(Data Opens)

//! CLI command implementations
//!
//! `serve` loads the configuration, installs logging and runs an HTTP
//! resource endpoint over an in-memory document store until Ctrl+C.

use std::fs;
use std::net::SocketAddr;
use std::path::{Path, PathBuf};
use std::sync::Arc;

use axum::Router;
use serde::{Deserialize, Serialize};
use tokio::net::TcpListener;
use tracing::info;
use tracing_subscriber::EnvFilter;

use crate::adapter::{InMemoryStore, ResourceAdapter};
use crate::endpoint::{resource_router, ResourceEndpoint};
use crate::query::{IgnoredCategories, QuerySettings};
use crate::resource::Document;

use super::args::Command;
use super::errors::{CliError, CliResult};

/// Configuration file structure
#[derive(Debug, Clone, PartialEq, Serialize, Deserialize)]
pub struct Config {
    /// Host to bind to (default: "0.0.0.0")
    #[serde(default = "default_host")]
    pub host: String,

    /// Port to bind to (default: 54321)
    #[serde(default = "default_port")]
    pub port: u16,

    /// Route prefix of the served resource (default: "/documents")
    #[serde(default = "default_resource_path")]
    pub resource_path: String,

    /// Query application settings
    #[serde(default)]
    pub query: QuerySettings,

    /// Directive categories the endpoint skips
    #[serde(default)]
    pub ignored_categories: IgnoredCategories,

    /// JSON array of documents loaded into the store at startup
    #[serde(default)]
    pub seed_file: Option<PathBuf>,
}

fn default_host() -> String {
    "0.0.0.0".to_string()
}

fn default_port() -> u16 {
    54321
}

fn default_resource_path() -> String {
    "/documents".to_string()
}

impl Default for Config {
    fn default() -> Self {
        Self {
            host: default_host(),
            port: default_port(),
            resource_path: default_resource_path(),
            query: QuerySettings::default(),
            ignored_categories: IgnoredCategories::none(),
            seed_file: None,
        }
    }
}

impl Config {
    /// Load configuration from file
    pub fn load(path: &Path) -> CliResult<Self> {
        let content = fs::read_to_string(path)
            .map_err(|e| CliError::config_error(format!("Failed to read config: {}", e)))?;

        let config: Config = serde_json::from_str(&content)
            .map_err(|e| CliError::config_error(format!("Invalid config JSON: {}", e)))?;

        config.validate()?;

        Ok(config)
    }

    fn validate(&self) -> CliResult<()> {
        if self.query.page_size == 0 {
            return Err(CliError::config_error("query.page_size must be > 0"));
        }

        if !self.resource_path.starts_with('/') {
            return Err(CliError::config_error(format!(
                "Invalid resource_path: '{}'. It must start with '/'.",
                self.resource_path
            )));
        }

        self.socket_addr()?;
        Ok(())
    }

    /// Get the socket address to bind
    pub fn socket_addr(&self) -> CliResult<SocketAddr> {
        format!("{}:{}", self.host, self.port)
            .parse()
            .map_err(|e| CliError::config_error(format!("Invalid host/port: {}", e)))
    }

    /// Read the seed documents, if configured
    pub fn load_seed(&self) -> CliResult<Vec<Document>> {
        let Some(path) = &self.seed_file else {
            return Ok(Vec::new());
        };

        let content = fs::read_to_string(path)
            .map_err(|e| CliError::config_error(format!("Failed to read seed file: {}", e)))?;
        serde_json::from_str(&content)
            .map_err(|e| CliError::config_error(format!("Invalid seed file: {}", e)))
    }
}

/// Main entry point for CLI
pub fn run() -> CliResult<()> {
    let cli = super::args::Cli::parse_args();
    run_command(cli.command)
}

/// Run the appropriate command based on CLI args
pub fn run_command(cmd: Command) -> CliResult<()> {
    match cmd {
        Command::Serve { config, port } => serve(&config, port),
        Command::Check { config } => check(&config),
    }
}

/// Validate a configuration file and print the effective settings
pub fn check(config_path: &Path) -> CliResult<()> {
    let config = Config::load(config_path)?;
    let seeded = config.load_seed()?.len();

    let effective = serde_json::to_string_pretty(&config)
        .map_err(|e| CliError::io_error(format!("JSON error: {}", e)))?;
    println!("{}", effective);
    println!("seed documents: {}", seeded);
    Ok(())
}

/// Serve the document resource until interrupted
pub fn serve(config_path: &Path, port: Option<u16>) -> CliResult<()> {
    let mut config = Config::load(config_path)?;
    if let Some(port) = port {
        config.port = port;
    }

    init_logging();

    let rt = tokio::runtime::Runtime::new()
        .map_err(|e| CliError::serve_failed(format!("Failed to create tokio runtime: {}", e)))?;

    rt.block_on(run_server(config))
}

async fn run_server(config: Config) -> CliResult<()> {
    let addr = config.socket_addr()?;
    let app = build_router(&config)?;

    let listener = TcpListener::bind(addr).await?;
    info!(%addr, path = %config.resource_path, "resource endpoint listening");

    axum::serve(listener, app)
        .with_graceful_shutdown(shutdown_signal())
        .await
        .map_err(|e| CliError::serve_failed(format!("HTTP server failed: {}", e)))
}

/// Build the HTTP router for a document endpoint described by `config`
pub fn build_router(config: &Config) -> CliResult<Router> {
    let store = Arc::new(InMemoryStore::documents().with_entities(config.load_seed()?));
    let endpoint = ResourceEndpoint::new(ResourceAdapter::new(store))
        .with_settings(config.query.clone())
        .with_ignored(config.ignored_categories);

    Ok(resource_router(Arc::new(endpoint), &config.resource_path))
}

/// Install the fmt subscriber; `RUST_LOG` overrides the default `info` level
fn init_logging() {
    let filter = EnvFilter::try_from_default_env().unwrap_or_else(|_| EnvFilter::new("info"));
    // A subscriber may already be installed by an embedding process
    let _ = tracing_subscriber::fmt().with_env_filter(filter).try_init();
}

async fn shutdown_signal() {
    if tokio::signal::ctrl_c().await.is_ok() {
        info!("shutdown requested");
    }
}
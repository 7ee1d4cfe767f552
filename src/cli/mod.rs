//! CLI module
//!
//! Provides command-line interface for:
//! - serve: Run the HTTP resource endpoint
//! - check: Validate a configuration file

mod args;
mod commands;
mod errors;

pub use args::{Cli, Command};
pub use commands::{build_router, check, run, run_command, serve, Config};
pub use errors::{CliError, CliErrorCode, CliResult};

(Data Closes)

## Work request
Each line that includes the string "seeded" should be copied from the data.

## Your response
    let seeded = config.load_seed()?.len();
    println!("seed documents: {}", seeded);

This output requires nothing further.